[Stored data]
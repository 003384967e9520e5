//! Navigation components.

use super::{Attrs, Component, SlidePosition};
use crate::defaults::DefaultsRegistry;
use crate::ui::markup::{Element, Node, el};

const MEGA_COLUMNS: u32 = 3;

/// An entry in a navbar's item list.
#[derive(Debug, Clone, PartialEq, Eq)]
pub enum NavItem {
    /// Plain link rendered as `li.nav-item > a.nav-link`.
    Link {
        /// Link text.
        label: String,
        /// Target URL.
        href: String,
    },
    /// Caller-built markup.
    Node(Node),
}

impl NavItem {
    /// Plain link.
    pub fn link(label: impl Into<String>, href: impl Into<String>) -> Self {
        Self::Link {
            label: label.into(),
            href: href.into(),
        }
    }

    fn link_li(label: String, href: String) -> Element {
        el("li")
            .class("nav-item")
            .child(el("a").class("nav-link").attr("href", href).child(label))
    }
}

impl<L: Into<String>, H: Into<String>> From<(L, H)> for NavItem {
    fn from((label, href): (L, H)) -> Self {
        Self::link(label, href)
    }
}

impl From<Node> for NavItem {
    fn from(node: Node) -> Self {
        Self::Node(node)
    }
}

impl From<Element> for NavItem {
    fn from(element: Element) -> Self {
        Self::Node(element.into())
    }
}

fn collect_items<I, T>(items: I) -> Vec<NavItem>
where
    I: IntoIterator<Item = T>,
    T: Into<NavItem>,
{
    items.into_iter().map(Into::into).collect()
}

/// A Bootstrap navbar whose dropdowns open as wide multi-column panels.
///
/// Items built with [`MegaMenuItem`] are already list items and are inserted
/// unchanged; links become ordinary nav links.
#[derive(Debug, Clone, Default)]
pub struct MegaMenuNavbar {
    brand: Option<String>,
    items: Vec<NavItem>,
    container_type: Option<String>,
    columns: Option<u32>,
    attrs: Attrs,
}

impl MegaMenuNavbar {
    /// Empty navbar.
    #[must_use]
    pub fn new() -> Self {
        Self::default()
    }

    /// Brand text.
    #[must_use]
    pub fn brand(mut self, brand: impl Into<String>) -> Self {
        self.brand = Some(brand.into());
        self
    }

    /// Navbar items.
    #[must_use]
    pub fn items<I, T>(mut self, items: I) -> Self
    where
        I: IntoIterator<Item = T>,
        T: Into<NavItem>,
    {
        self.items = collect_items(items);
        self
    }

    /// Bootstrap container class (default `container`).
    #[must_use]
    pub fn container_type(mut self, container: impl Into<String>) -> Self {
        self.container_type = Some(container.into());
        self
    }

    /// Grid columns in every mega panel.
    #[must_use]
    pub fn columns(mut self, columns: u32) -> Self {
        self.columns = Some(columns);
        self
    }
}

impl Component for MegaMenuNavbar {
    const NAME: &'static str = "MegaMenuNavbar";

    fn render(self, defaults: &DefaultsRegistry) -> Node {
        let cfg = defaults.resolver(Self::NAME);
        let container = cfg.text("container_type", self.container_type.as_deref(), "container");
        let columns = cfg.resolve("columns", self.columns, MEGA_COLUMNS);

        let style = if columns == MEGA_COLUMNS {
            String::new()
        } else {
            format!("--fs-comm-mega-columns: {columns};")
        };

        let items = self.items.into_iter().map(|item| match item {
            NavItem::Link { label, href } => NavItem::link_li(label, href).into(),
            NavItem::Node(node) => node,
        });
        let brand = self.brand.map(|b| {
            el("a").class("navbar-brand").attr("href", "/").child(b)
        });

        let inner = el("div")
            .class(container)
            .child(brand)
            .child(el("ul").class("navbar-nav").children(items));

        self.attrs
            .wrap(
                el("nav").child(inner),
                &["fs-comm-mega-navbar", "navbar", "navbar-expand-lg"],
                &style,
            )
            .into()
    }
}

/// A dropdown that expands into a mega panel.
#[derive(Debug, Clone)]
pub struct MegaMenuItem {
    label: String,
    content: Vec<Node>,
    attrs: Attrs,
}

impl MegaMenuItem {
    /// Toggle labelled `label` revealing `content`.
    pub fn new<I, N>(label: impl Into<String>, content: I) -> Self
    where
        I: IntoIterator<Item = N>,
        N: Into<Node>,
    {
        Self {
            label: label.into(),
            content: content.into_iter().map(Into::into).collect(),
            attrs: Attrs::default(),
        }
    }
}

impl Component for MegaMenuItem {
    const NAME: &'static str = "MegaMenuItem";

    fn render(self, _defaults: &DefaultsRegistry) -> Node {
        let toggle = el("a")
            .class("nav-link dropdown-toggle")
            .attr("href", "#")
            .attr("role", "button")
            .attr("data-bs-toggle", "dropdown")
            .attr("aria-expanded", "false")
            .child(self.label);
        let menu = el("div").class("dropdown-menu").child(
            el("div")
                .class("fs-comm-mega-menu-content")
                .children(self.content),
        );

        self.attrs
            .wrap(
                el("li").child(toggle).child(menu),
                &["nav-item", "dropdown", "fs-comm-mega-menu"],
                "",
            )
            .into()
    }
}

/// An off-canvas menu sliding in from a screen edge, with a click-away
/// overlay.
///
/// Opened by a [`SlideToggler`] targeting the same id.
#[derive(Debug, Clone, Default)]
pub struct SlideMenuNavbar {
    items: Vec<NavItem>,
    brand: Option<String>,
    menu_id: Option<String>,
    position: Option<SlidePosition>,
    width: Option<String>,
    attrs: Attrs,
}

impl SlideMenuNavbar {
    /// Menu listing `items`: `(label, href)` pairs or markup.
    pub fn new<I, T>(items: I) -> Self
    where
        I: IntoIterator<Item = T>,
        T: Into<NavItem>,
    {
        Self {
            items: collect_items(items),
            ..Self::default()
        }
    }

    /// Heading shown above the items.
    #[must_use]
    pub fn brand(mut self, brand: impl Into<String>) -> Self {
        self.brand = Some(brand.into());
        self
    }

    /// Element id of the menu (default `slide-menu`).
    #[must_use]
    pub fn menu_id(mut self, id: impl Into<String>) -> Self {
        self.menu_id = Some(id.into());
        self
    }

    /// Edge to slide from.
    #[must_use]
    pub fn position(mut self, position: SlidePosition) -> Self {
        self.position = Some(position);
        self
    }

    /// Panel width.
    #[must_use]
    pub fn width(mut self, width: impl Into<String>) -> Self {
        self.width = Some(width.into());
        self
    }
}

impl Component for SlideMenuNavbar {
    const NAME: &'static str = "SlideMenuNavbar";

    fn render(self, defaults: &DefaultsRegistry) -> Node {
        let cfg = defaults.resolver(Self::NAME);
        let menu_id = cfg.text("menu_id", self.menu_id.as_deref(), "slide-menu");
        let position = cfg.resolve("position", self.position, SlidePosition::Left);
        let width = cfg.text("width", self.width.as_deref(), "280px");

        let overlay = el("div")
            .class("fs-comm-slide-overlay")
            .attr("id", format!("{menu_id}-overlay"));

        let brand = self
            .brand
            .map(|b| el("div").class("mb-4 text-center").child(el("h4").child(b)));
        let items = self.items.into_iter().map(|item| match item {
            NavItem::Link { label, href } => NavItem::link_li(label, href),
            NavItem::Node(node) => el("li").class("nav-item").child(node),
        });

        let menu = el("div")
            .class(format!("fs-comm-slide-menu slide-{position}"))
            .attr("id", menu_id)
            .style(format!("width: {width};"))
            .child(brand)
            .child(el("ul").class("navbar-nav flex-column").children(items));

        self.attrs
            .wrap(el("div").child(overlay).child(menu), &[], "")
            .into()
    }
}

/// Button opening a [`SlideMenuNavbar`].
#[derive(Debug, Clone)]
pub struct SlideToggler {
    target_id: String,
    label: Option<String>,
    attrs: Attrs,
}

impl SlideToggler {
    /// Toggler for the menu with id `target_id`.
    pub fn new(target_id: impl Into<String>) -> Self {
        Self {
            target_id: target_id.into(),
            label: None,
            attrs: Attrs::default(),
        }
    }

    /// Button text (default `Open Menu`).
    #[must_use]
    pub fn label(mut self, label: impl Into<String>) -> Self {
        self.label = Some(label.into());
        self
    }

    fn toggle_script(target: &str) -> String {
        format!(
            "document.getElementById('{target}').classList.toggle('show'); \
             document.getElementById('{target}-overlay').classList.toggle('show');"
        )
    }
}

impl Component for SlideToggler {
    const NAME: &'static str = "SlideToggler";

    fn render(self, defaults: &DefaultsRegistry) -> Node {
        let label = defaults
            .resolver(Self::NAME)
            .text("label", self.label.as_deref(), "Open Menu");

        self.attrs
            .wrap(
                el("button")
                    .attr("type", "button")
                    .attr("onclick", Self::toggle_script(&self.target_id))
                    .child(label),
                &["btn", "btn-outline-primary"],
                "",
            )
            .into()
    }
}

/// Navbar toggler whose hamburger icon morphs into a cross when open.
#[derive(Debug, Clone)]
pub struct MorphingToggler {
    target_id: String,
    attrs: Attrs,
}

impl MorphingToggler {
    /// Toggler for the collapse element with id `target_id`.
    pub fn new(target_id: impl Into<String>) -> Self {
        Self {
            target_id: target_id.into(),
            attrs: Attrs::default(),
        }
    }
}

impl Component for MorphingToggler {
    const NAME: &'static str = "MorphingToggler";

    fn render(self, _defaults: &DefaultsRegistry) -> Node {
        let icon = el("div").class("fs-comm-morph-toggler").children(
            ["fs-comm-morph-span-1", "fs-comm-morph-span-2", "fs-comm-morph-span-3"]
                .map(|c| el("span").class(c)),
        );

        self.attrs
            .wrap(
                el("button")
                    .attr("type", "button")
                    .attr("data-bs-toggle", "collapse")
                    .attr("data-bs-target", format!("#{}", self.target_id))
                    .attr("aria-controls", self.target_id.as_str())
                    .attr("aria-expanded", "false")
                    .attr("aria-label", "Toggle navigation")
                    .child(icon),
                &["navbar-toggler"],
                "",
            )
            .into()
    }
}

/// An item of a [`VerticalMegaMenu`], possibly with a nested submenu.
#[derive(Debug, Clone, Default, PartialEq, Eq)]
pub struct MenuEntry {
    /// Bold label.
    pub label: String,
    /// Bootstrap Icons name, without the `bi-` prefix.
    pub icon: Option<String>,
    /// Muted second line.
    pub subtitle: Option<String>,
    /// Link target (default `#`).
    pub href: Option<String>,
    /// Submenu entries.
    pub children: Vec<MenuEntry>,
    /// Highlight as the current page.
    pub active: bool,
}

impl MenuEntry {
    /// Entry labelled `label`.
    pub fn new(label: impl Into<String>) -> Self {
        Self {
            label: label.into(),
            ..Self::default()
        }
    }

    /// Icon name.
    #[must_use]
    pub fn icon(mut self, icon: impl Into<String>) -> Self {
        self.icon = Some(icon.into());
        self
    }

    /// Subtitle.
    #[must_use]
    pub fn subtitle(mut self, subtitle: impl Into<String>) -> Self {
        self.subtitle = Some(subtitle.into());
        self
    }

    /// Link target.
    #[must_use]
    pub fn href(mut self, href: impl Into<String>) -> Self {
        self.href = Some(href.into());
        self
    }

    /// Mark active.
    #[must_use]
    pub fn active(mut self, active: bool) -> Self {
        self.active = active;
        self
    }

    /// Nested entries.
    #[must_use]
    pub fn children(mut self, children: impl IntoIterator<Item = MenuEntry>) -> Self {
        self.children = children.into_iter().collect();
        self
    }

    fn into_li(self) -> Element {
        let icon = self
            .icon
            .filter(|i| !i.is_empty())
            .map(|i| el("i").class(format!("bi bi-{i}")));
        let text = el("div")
            .class("menu-text")
            .child(el("strong").child(self.label))
            .child(
                self.subtitle
                    .filter(|s| !s.is_empty())
                    .map(|s| el("small").child(s)),
            );
        let link = el("a")
            .attr("href", self.href.unwrap_or_else(|| "#".to_string()))
            .class(if self.active { "active" } else { "" })
            .child(icon)
            .child(text);

        let submenu = (!self.children.is_empty())
            .then(|| el("ul").children(self.children.into_iter().map(MenuEntry::into_li)));

        el("li").child(link).child(submenu)
    }
}

/// A vertical menu whose entries fly out into nested submenus on hover.
#[derive(Debug, Clone, Default)]
pub struct VerticalMegaMenu {
    items: Vec<MenuEntry>,
    width: Option<String>,
    attrs: Attrs,
}

impl VerticalMegaMenu {
    /// Menu of `items`.
    pub fn new(items: impl IntoIterator<Item = MenuEntry>) -> Self {
        Self {
            items: items.into_iter().collect(),
            ..Self::default()
        }
    }

    /// Menu width (default `250px`).
    #[must_use]
    pub fn width(mut self, width: impl Into<String>) -> Self {
        self.width = Some(width.into());
        self
    }
}

impl Component for VerticalMegaMenu {
    const NAME: &'static str = "VerticalMegaMenu";

    fn render(self, defaults: &DefaultsRegistry) -> Node {
        let width = defaults
            .resolver(Self::NAME)
            .text("width", self.width.as_deref(), "250px");

        self.attrs
            .wrap(
                el("ul").children(self.items.into_iter().map(MenuEntry::into_li)),
                &["fs-comm-vertical-mega"],
                &format!("width: {width};"),
            )
            .into()
    }
}

caller_attrs!(
    MegaMenuNavbar,
    MegaMenuItem,
    SlideMenuNavbar,
    SlideToggler,
    MorphingToggler,
    VerticalMegaMenu,
);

§ **TASK PROMPT**: All that is needed is the opening run of the data, given again exactly: please include every line from the first through the line with "pub enum NavItem", both ends kept.

§ **RESPONSE TO THE TASK**:
repository 003384967e9520e5
//! Navigation components.

use super::{Attrs, Component, SlidePosition};
use crate::defaults::DefaultsRegistry;
use crate::ui::markup::{Element, Node, el};

const MEGA_COLUMNS: u32 = 3;

/// An entry in a navbar's item list.
#[derive(Debug, Clone, PartialEq, Eq)]
pub enum NavItem {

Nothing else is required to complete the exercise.